- _Action item_:
Restate word for word the lines of the entries below, starting with the line that holds "pub struct ScriptedAnswers" and ending with the line that holds "Parse choices from", and no others.

- _Data listing_:

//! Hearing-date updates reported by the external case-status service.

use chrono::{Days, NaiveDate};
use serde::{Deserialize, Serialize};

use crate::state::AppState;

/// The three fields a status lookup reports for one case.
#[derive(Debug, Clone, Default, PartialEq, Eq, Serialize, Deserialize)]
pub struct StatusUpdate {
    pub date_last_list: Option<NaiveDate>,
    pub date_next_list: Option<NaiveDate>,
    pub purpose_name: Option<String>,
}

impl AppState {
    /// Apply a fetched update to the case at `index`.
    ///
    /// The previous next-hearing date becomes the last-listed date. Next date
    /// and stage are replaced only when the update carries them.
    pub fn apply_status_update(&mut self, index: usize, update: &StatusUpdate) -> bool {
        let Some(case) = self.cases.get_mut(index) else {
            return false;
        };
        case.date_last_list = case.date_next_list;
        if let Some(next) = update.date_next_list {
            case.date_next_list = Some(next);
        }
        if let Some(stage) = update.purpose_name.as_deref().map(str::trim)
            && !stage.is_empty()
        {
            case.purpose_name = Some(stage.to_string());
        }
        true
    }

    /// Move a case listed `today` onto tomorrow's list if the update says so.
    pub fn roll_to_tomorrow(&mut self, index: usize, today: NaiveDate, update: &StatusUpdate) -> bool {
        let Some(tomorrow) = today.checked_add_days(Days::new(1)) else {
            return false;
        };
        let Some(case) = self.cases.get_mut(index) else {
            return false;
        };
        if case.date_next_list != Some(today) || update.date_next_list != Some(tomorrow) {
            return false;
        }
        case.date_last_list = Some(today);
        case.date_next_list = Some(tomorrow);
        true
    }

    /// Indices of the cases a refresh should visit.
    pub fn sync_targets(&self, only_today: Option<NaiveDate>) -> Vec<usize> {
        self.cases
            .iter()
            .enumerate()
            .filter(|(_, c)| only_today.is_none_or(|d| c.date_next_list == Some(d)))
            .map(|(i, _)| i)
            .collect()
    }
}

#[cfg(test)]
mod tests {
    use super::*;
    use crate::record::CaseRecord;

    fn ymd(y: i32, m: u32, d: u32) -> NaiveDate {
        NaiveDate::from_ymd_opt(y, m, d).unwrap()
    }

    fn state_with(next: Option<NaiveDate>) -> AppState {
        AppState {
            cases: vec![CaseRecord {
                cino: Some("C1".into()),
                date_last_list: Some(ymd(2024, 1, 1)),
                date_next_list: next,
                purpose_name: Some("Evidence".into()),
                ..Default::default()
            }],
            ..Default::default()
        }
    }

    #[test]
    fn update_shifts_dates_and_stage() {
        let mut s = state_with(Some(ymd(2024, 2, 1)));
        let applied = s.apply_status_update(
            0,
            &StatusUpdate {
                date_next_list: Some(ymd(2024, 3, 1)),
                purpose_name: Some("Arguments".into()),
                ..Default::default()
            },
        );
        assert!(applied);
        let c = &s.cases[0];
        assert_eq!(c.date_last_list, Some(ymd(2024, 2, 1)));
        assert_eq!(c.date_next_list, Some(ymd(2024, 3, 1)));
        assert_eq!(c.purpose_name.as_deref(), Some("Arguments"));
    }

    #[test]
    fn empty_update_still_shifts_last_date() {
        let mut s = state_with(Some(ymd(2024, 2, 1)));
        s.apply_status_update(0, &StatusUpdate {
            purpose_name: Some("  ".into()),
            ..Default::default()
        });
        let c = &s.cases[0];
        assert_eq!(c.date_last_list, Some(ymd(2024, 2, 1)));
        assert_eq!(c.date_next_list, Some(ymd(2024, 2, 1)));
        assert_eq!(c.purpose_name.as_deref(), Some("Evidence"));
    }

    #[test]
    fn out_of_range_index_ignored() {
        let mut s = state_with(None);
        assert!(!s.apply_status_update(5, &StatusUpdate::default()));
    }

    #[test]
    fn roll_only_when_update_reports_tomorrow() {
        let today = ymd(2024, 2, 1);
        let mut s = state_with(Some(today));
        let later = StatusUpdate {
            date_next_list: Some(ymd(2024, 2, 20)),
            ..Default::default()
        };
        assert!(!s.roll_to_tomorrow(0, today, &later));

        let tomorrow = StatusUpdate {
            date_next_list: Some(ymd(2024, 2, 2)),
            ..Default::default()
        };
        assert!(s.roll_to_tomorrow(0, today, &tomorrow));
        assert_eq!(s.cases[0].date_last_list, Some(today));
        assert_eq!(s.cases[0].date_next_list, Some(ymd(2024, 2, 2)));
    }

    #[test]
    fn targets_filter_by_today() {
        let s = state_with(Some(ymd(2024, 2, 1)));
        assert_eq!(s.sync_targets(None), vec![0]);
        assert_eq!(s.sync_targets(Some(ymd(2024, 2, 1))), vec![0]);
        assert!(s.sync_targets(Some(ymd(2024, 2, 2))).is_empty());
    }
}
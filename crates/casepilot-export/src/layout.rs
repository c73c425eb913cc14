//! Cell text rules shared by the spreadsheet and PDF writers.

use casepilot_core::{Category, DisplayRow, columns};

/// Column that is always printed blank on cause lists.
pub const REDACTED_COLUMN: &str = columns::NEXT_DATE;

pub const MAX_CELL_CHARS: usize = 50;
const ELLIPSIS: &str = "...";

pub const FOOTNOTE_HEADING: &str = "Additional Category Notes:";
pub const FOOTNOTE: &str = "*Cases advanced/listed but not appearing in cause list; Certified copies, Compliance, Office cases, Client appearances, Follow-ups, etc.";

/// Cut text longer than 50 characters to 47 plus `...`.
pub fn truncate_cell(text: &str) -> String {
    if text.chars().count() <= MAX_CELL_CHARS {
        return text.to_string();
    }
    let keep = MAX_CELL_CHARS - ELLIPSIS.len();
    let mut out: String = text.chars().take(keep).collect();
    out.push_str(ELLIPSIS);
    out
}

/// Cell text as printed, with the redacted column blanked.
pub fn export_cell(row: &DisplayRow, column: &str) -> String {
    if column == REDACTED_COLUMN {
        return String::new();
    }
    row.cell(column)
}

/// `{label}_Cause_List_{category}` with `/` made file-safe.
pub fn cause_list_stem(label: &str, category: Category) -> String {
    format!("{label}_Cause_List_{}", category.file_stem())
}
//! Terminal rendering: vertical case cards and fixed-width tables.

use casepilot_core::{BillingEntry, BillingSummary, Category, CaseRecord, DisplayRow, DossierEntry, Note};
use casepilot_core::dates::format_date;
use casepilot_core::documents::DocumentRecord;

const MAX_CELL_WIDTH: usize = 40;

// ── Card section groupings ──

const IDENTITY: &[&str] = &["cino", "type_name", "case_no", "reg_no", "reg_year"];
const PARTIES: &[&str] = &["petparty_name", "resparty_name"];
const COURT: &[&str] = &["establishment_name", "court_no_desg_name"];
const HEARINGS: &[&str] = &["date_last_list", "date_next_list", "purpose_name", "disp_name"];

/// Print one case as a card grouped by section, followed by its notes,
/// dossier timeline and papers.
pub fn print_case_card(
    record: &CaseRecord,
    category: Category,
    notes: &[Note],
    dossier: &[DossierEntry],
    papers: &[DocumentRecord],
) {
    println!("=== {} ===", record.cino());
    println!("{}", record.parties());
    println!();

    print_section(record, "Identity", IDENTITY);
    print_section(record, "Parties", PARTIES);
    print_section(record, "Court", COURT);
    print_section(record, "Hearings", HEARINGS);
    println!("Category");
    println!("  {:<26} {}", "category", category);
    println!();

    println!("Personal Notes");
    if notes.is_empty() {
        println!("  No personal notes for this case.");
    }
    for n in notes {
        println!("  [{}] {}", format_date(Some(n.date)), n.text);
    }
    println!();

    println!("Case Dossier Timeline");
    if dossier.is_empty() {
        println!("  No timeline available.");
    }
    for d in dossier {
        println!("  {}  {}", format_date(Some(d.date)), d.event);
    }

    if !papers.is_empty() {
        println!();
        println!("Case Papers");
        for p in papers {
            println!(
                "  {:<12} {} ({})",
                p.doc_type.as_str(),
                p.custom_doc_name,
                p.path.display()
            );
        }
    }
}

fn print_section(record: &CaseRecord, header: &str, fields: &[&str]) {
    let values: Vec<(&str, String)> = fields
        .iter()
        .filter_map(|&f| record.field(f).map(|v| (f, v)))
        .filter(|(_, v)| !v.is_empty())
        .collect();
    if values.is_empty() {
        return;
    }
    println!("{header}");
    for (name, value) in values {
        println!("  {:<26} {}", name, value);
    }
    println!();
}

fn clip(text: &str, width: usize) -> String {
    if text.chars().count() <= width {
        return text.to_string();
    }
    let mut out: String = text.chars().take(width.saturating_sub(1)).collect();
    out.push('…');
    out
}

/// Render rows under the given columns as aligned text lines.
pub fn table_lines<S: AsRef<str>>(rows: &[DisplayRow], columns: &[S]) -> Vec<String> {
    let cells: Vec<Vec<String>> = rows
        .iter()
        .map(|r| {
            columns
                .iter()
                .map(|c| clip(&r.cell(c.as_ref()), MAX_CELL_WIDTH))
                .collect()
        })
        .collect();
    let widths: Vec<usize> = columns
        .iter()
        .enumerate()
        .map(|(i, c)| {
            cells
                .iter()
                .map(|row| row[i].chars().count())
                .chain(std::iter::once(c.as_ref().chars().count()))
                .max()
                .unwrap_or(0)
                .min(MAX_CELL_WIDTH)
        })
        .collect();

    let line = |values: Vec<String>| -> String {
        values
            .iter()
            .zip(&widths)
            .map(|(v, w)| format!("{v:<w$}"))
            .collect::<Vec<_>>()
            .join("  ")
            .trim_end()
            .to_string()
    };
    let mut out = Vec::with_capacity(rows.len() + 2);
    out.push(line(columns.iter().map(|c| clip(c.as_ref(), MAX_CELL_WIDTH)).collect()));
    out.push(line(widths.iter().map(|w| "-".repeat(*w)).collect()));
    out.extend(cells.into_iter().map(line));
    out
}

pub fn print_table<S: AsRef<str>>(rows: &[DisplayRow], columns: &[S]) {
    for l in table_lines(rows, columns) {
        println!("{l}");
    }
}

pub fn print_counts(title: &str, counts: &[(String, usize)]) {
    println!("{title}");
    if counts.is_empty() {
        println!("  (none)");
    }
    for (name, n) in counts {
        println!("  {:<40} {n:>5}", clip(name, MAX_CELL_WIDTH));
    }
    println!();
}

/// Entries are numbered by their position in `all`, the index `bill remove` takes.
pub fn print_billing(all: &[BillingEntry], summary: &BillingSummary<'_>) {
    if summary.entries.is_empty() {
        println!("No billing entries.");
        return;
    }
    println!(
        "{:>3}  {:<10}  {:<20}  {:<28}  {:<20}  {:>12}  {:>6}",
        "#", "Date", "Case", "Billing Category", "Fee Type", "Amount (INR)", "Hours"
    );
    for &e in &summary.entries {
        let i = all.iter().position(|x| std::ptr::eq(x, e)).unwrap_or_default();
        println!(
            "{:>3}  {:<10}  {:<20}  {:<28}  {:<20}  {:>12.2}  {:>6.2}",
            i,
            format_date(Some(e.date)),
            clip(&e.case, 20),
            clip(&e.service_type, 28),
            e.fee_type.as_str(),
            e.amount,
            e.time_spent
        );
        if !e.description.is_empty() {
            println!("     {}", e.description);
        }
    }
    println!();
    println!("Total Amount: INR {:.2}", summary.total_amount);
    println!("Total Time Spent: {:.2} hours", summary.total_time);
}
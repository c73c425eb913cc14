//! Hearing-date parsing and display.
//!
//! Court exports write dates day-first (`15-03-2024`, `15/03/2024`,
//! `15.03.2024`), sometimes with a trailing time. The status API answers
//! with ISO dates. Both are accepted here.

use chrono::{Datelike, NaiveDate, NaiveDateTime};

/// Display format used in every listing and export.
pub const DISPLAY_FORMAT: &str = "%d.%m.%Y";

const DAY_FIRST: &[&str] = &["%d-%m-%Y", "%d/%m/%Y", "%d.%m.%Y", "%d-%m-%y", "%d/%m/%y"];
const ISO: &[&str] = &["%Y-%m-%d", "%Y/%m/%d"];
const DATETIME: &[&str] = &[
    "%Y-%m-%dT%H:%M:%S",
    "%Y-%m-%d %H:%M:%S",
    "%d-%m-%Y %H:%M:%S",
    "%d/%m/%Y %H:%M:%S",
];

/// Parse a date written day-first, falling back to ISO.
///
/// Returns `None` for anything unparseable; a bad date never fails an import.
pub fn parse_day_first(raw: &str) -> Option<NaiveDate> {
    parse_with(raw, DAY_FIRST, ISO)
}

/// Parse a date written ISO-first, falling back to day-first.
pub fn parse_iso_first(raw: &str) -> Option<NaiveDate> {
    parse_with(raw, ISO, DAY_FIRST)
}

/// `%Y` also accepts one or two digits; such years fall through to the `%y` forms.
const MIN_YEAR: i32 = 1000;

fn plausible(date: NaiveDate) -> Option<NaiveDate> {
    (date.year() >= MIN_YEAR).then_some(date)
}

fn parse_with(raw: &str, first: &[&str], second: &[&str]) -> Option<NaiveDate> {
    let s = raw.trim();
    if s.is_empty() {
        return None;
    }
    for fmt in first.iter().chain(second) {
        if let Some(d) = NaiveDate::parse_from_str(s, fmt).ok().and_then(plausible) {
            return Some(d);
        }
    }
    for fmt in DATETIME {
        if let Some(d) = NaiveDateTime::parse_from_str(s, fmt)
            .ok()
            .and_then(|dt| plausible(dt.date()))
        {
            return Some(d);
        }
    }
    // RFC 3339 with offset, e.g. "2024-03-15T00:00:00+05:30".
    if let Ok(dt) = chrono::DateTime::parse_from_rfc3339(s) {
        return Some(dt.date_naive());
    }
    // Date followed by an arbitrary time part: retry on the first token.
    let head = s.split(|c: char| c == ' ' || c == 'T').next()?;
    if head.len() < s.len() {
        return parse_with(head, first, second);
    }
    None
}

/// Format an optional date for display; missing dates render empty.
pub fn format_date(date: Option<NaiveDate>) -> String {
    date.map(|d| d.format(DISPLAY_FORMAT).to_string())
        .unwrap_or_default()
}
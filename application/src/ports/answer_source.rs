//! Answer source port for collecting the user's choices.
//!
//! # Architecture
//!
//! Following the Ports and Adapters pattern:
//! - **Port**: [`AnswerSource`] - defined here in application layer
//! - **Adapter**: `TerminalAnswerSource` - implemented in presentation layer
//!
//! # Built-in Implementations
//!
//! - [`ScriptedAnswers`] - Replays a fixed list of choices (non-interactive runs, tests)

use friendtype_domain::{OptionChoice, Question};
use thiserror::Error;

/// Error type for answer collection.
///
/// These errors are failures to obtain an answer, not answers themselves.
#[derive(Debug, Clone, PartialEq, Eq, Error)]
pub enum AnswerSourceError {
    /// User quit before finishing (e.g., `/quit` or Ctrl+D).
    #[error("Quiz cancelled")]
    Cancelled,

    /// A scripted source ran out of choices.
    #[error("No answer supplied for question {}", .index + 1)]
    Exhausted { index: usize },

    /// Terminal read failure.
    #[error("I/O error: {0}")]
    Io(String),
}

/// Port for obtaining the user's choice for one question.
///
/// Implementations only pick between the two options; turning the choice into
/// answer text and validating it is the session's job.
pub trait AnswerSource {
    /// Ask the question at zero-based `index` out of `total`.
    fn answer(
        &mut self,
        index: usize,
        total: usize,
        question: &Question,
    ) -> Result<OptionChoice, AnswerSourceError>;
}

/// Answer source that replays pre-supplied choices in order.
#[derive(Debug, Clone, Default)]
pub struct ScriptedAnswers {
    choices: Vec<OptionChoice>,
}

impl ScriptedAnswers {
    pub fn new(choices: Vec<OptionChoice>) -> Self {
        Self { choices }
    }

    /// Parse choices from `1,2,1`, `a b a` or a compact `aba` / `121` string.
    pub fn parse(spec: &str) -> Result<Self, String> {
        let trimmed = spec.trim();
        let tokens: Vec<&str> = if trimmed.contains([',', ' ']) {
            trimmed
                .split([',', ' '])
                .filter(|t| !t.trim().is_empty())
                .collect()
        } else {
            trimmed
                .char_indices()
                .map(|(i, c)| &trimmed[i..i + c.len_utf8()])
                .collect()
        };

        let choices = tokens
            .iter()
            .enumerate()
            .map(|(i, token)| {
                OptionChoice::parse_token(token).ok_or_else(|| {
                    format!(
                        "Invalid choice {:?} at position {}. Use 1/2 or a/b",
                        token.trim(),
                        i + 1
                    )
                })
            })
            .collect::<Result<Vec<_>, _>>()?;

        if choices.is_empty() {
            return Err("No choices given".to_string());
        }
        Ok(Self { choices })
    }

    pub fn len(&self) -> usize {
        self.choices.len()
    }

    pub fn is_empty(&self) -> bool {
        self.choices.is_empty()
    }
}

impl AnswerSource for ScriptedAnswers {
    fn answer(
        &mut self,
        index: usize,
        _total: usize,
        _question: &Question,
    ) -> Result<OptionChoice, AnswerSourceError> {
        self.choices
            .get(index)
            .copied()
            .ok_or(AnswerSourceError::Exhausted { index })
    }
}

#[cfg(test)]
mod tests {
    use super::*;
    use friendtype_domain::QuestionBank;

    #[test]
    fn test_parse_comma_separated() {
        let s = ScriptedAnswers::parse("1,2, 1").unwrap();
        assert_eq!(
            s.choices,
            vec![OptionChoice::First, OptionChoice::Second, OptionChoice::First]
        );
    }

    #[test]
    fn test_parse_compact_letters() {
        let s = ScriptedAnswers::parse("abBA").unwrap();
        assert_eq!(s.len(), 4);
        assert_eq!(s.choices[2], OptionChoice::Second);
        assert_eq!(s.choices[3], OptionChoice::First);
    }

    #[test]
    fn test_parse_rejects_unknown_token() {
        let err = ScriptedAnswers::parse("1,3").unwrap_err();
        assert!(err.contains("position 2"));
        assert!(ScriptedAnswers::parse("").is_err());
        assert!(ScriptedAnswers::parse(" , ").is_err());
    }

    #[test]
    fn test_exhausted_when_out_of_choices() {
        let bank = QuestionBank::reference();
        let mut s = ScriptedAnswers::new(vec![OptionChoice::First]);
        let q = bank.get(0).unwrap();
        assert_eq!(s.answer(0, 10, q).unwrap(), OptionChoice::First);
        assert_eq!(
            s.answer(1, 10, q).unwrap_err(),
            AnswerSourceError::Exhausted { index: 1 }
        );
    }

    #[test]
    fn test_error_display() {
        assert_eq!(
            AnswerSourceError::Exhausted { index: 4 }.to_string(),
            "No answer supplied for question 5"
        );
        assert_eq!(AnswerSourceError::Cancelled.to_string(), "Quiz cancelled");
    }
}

- _Answer to this task_:
pub struct ScriptedAnswers {
    choices: Vec<OptionChoice>,
}

impl ScriptedAnswers {
    pub fn new(choices: Vec<OptionChoice>) -> Self {
        Self { choices }
    }

    /// Parse choices from `1,2,1`, `a b a` or a compact `aba` / `121` string.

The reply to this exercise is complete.